Find the lines in the records that carry the word "ReadBuf". Copy each one.

[Collected data entries]
■ ■ ■ ■ ■
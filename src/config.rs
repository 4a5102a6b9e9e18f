//! User configuration for repocate.
//!
//! Stored as JSON at `<config dir>/repocate/repocate.json`. Every field has a
//! default, so a missing file or a partial file is fine.

use std::path::{Path, PathBuf};
use std::time::Duration;

use serde::{Deserialize, Serialize};
use tracing::debug;

use crate::engine::{ContainerSpec, Mount};
use crate::error::ConfigError;

/// Name of the configuration file.
pub const CONFIG_FILENAME: &str = "repocate.json";

/// Image used when none is configured.
pub const DEFAULT_IMAGE: &str = "cdaprod/repocate-dev:1.0.0-arm64";

/// Container used when no repository is given.
pub const DEFAULT_CONTAINER: &str = "repocate-default";

/// Prefix of per-repository container names.
pub const CONTAINER_PREFIX: &str = "repocate-";

/// Label carrying the repository a container belongs to.
pub const REPO_LABEL: &str = "repocate.repo";

/// Persistent settings.
#[derive(Debug, Clone, PartialEq, Eq, Serialize, Deserialize)]
#[serde(default)]
pub struct RepocateConfig {
    /// Directory holding cloned repositories.
    pub workspace_dir: PathBuf,
    /// Image every environment container is created from.
    pub image: String,
    /// Interactive shell started by `enter`.
    pub shell: Vec<String>,
    /// Mount point of repositories inside containers.
    pub container_workdir: String,
    /// Grace period for `stop` before the engine kills the container.
    pub stop_timeout_secs: u64,
}

impl Default for RepocateConfig {
    fn default() -> Self {
        Self {
            workspace_dir: dirs::home_dir()
                .map(|home| home.join("repocate"))
                .unwrap_or_else(|| PathBuf::from("repocate")),
            image: DEFAULT_IMAGE.to_string(),
            shell: vec!["/bin/zsh".to_string()],
            container_workdir: "/workspace".to_string(),
            stop_timeout_secs: 10,
        }
    }
}

impl RepocateConfig {
    /// `<config dir>/repocate/repocate.json`.
    pub fn default_path() -> Result<PathBuf, ConfigError> {
        dirs::config_dir()
            .map(|dir| dir.join("repocate").join(CONFIG_FILENAME))
            .ok_or(ConfigError::NoConfigDir)
    }

    /// Loads from the default location.
    pub fn load() -> Result<Self, ConfigError> {
        Self::load_from(&Self::default_path()?)
    }

    /// Loads from `path`; a missing file yields the defaults.
    pub fn load_from(path: &Path) -> Result<Self, ConfigError> {
        if !path.exists() {
            debug!(path = %path.display(), "No config file, using defaults");
            return Ok(Self::default());
        }

        let contents = std::fs::read_to_string(path).map_err(|source| ConfigError::Read {
            path: path.display().to_string(),
            source,
        })?;
        serde_json::from_str(&contents).map_err(|source| ConfigError::Parse {
            path: path.display().to_string(),
            source,
        })
    }

    /// Writes the config to `path`, creating parent directories.
    pub fn save_to(&self, path: &Path) -> Result<(), ConfigError> {
        if let Some(parent) = path.parent() {
            std::fs::create_dir_all(parent)?;
        }
        std::fs::write(path, serde_json::to_string_pretty(self)?)?;
        Ok(())
    }

    pub fn with_workspace_dir(mut self, dir: impl Into<PathBuf>) -> Self {
        self.workspace_dir = dir.into();
        self
    }

    pub fn with_image(mut self, image: impl Into<String>) -> Self {
        self.image = image.into();
        self
    }

    pub fn stop_timeout(&self) -> Duration {
        Duration::from_secs(self.stop_timeout_secs)
    }

    /// Host path of a repository in the workspace.
    pub fn repo_path(&self, repo: &str) -> PathBuf {
        self.workspace_dir.join(repo)
    }

    /// Desired container for a repository: the repo is mounted at
    /// `<container_workdir>/<repo>` and used as the working directory.
    pub fn repo_container_spec(&self, repo: &str) -> ContainerSpec {
        let target = format!("{}/{}", self.container_workdir.trim_end_matches('/'), repo);
        ContainerSpec::new(container_name_for(repo), &self.image)
            .with_command(self.shell.iter().cloned())
            .with_mount(Mount::new(self.repo_path(repo), &target))
            .with_working_dir(target)
            .with_label(REPO_LABEL, repo)
    }

    /// Desired state of the default container.
    pub fn default_container_spec(&self) -> ContainerSpec {
        ContainerSpec::new(DEFAULT_CONTAINER, &self.image).with_command(self.shell.iter().cloned())
    }
}

/// Container name for a repository.
pub fn container_name_for(repo: &str) -> String {
    format!("{CONTAINER_PREFIX}{repo}")
}
//! Byte bridging between a local terminal and a remote exec session.

use std::io::{self, Read};
use std::pin::Pin;
use std::task::{ready, Context, Poll};

use futures::StreamExt;
use tokio::io::{AsyncRead, AsyncWrite, AsyncWriteExt, ReadBuf, Stderr, Stdout};
use tokio::sync::mpsc;
use tracing::warn;

use crate::engine::{ExecOutput, ExecSession};

const READ_CHUNK: usize = 8 * 1024;

/// Local endpoints attached to an interactive session.
pub struct SessionIo<R, W, E> {
    pub stdin: R,
    pub stdout: W,
    pub stderr: E,
}

impl SessionIo<DetachedReader, Stdout, Stderr> {
    /// The process's own standard streams.
    ///
    /// Stdin is read on a detached thread, so a read still pending when the
    /// remote session ends does not keep the runtime from shutting down.
    pub fn stdio() -> Self {
        Self {
            stdin: DetachedReader::stdin(),
            stdout: tokio::io::stdout(),
            stderr: tokio::io::stderr(),
        }
    }
}

/// Async reader fed by a blocking reader running on its own OS thread.
///
/// The thread is never joined. It ends when its source reaches EOF or
/// fails, or on its next read after the `DetachedReader` is dropped.
#[derive(Debug)]
pub struct DetachedReader {
    rx: mpsc::Receiver<io::Result<Vec<u8>>>,
    pending: Vec<u8>,
    offset: usize,
}

impl DetachedReader {
    pub fn stdin() -> Self {
        Self::spawn(io::stdin())
    }

    /// Moves `source` onto a new thread and streams what it reads.
    pub fn spawn<R>(mut source: R) -> Self
    where
        R: Read + Send + 'static,
    {
        let (tx, rx) = mpsc::channel(4);
        let spawned = std::thread::Builder::new()
            .name("repocate-stdin".to_string())
            .spawn(move || loop {
                let mut chunk = vec![0; READ_CHUNK];
                let sent = match source.read(&mut chunk) {
                    Ok(0) => break,
                    Ok(n) => {
                        chunk.truncate(n);
                        tx.blocking_send(Ok(chunk))
                    }
                    Err(e) if e.kind() == io::ErrorKind::Interrupted => continue,
                    Err(e) => {
                        let _ = tx.blocking_send(Err(e));
                        break;
                    }
                };
                if sent.is_err() {
                    break;
                }
            });

        // Without a reader thread the sender is already gone and reads see EOF.
        if let Err(e) = spawned {
            warn!(error = %e, "Could not start input reader thread");
        }

        Self {
            rx,
            pending: Vec::new(),
            offset: 0,
        }
    }
}

impl AsyncRead for DetachedReader {
    fn poll_read(
        self: Pin<&mut Self>,
        cx: &mut Context<'_>,
        buf: &mut ReadBuf<'_>,
    ) -> Poll<io::Result<()>> {
        let this = self.get_mut();
        loop {
            if this.offset < this.pending.len() {
                let n = buf.remaining().min(this.pending.len() - this.offset);
                buf.put_slice(&this.pending[this.offset..this.offset + n]);
                this.offset += n;
                return Poll::Ready(Ok(()));
            }

            match ready!(this.rx.poll_recv(cx)) {
                Some(Ok(chunk)) => {
                    this.pending = chunk;
                    this.offset = 0;
                }
                Some(Err(e)) => return Poll::Ready(Err(e)),
                None => return Poll::Ready(Ok(())),
            }
        }
    }
}

/// Copies bytes in both directions until the remote side ends.
///
/// Local EOF closes the session's stdin but keeps draining output, so the
/// remote process sees end-of-input and can exit on its own.
pub async fn bridge<R, W, E>(session: ExecSession, io: SessionIo<R, W, E>) -> io::Result<()>
where
    R: AsyncRead + Unpin,
    W: AsyncWrite + Unpin,
    E: AsyncWrite + Unpin,
{
    let ExecSession {
        mut output,
        mut input,
    } = session;
    let SessionIo {
        mut stdin,
        mut stdout,
        mut stderr,
    } = io;

    let pump_in = async {
        tokio::io::copy(&mut stdin, &mut input).await?;
        input.shutdown().await
    };

    let pump_out = async {
        while let Some(chunk) = output.next().await {
            let chunk = chunk.map_err(|e| io::Error::new(io::ErrorKind::BrokenPipe, e))?;
            match chunk {
                ExecOutput::Stdout(bytes) => {
                    stdout.write_all(&bytes).await?;
                    stdout.flush().await?;
                }
                ExecOutput::Stderr(bytes) => {
                    stderr.write_all(&bytes).await?;
                    stderr.flush().await?;
                }
            }
        }
        Ok::<_, io::Error>(())
    };

    tokio::pin!(pump_in, pump_out);
    let mut input_open = true;

    loop {
        tokio::select! {
            res = &mut pump_out => return res,
            res = &mut pump_in, if input_open => {
                res?;
                input_open = false;
            }
        }
    }
}
//! Claim verification in two stages: a ReAct loop with the `search` tool
//! gathers evidence, then a critic model judges the claim against it.

use serde::Serialize;
use tracing::info;

use crate::agents::core::react::{ReactAgent, Step};
use crate::agents::{AgentContext, require_input};
use crate::error::AppError;
use crate::tools::Tool;
use crate::tools::web_search::SearchTool;

pub const REACT_TEMPLATE: &str = "react.txt";
pub const CRITIC_TEMPLATE: &str = "fact_check.txt";

pub const DEMO_CLAIM: &str = "ประเทศไทยมีประชากรมากกว่า 100 ล้านคน";

pub const NO_EVIDENCE: &str = "No evidence was found.";

#[derive(Debug, Clone, Serialize)]
pub struct FactCheckReport {
    pub claim: String,
    pub evidence: String,
    pub verdict: String,
    pub steps: Vec<Step>,
}

pub struct FactCheckAgent {
    ctx: AgentContext,
    critic: AgentContext,
    search: SearchTool,
    max_iterations: usize,
}

impl FactCheckAgent {
    pub fn new(ctx: AgentContext) -> Result<Self, AppError> {
        let search = SearchTool::from_config(&ctx.config.search)?;
        Ok(Self::with_search(ctx, search))
    }

    pub fn with_search(ctx: AgentContext, search: SearchTool) -> Self {
        let critic = match &ctx.config.agents.fact_check.critic_model {
            Some(model) => ctx.with_llm(ctx.llm.with_model(model)),
            None => ctx.clone(),
        };
        let max_iterations = ctx.config.agents.web_search.max_iterations;
        Self { ctx, critic, search, max_iterations }
    }

    pub async fn check(&self, claim: &str) -> Result<FactCheckReport, AppError> {
        let claim = require_input(claim, "claim")?;

        let (evidence, steps) = self.gather_evidence(claim).await?;
        info!(steps = steps.len(), evidence_chars = evidence.chars().count(), "fact check: evidence gathered");

        let verdict = self
            .critic
            .run_template(CRITIC_TEMPLATE, [("claim", claim), ("evidence", evidence.as_str())])
            .await?;
        info!(critic = self.critic.llm.model_name(), "fact check: verdict ready");

        Ok(FactCheckReport { claim: claim.to_string(), evidence, verdict, steps })
    }

    async fn gather_evidence(&self, claim: &str) -> Result<(String, Vec<Step>), AppError> {
        let template = self.ctx.template(REACT_TEMPLATE)?;
        let agent = ReactAgent::new(&self.ctx.llm, template, vec![Tool::Search(self.search.clone())], self.max_iterations);
        let outcome = agent.run(&format!("Search for information about: {claim}"), "").await?;
        Ok((compose_evidence(&outcome.steps, &outcome.output), outcome.steps))
    }
}

/// Tool observations followed by the search agent's own conclusion.
pub fn compose_evidence(steps: &[Step], conclusion: &str) -> String {
    let mut parts: Vec<String> = steps
        .iter()
        .enumerate()
        .map(|(i, s)| format!("[{}] {} ({}): {}", i + 1, s.tool, s.input, s.observation.trim()))
        .collect();
    let conclusion = conclusion.trim();
    if !conclusion.is_empty() {
        parts.push(format!("Summary: {conclusion}"));
    }
    if parts.is_empty() { NO_EVIDENCE.to_string() } else { parts.join("\n") }
}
■ ■ ■ ■ ■
- _Exercise result_:
use tokio::io::{AsyncRead, AsyncWrite, AsyncWriteExt, ReadBuf, Stderr, Stdout};
        buf: &mut ReadBuf<'_>,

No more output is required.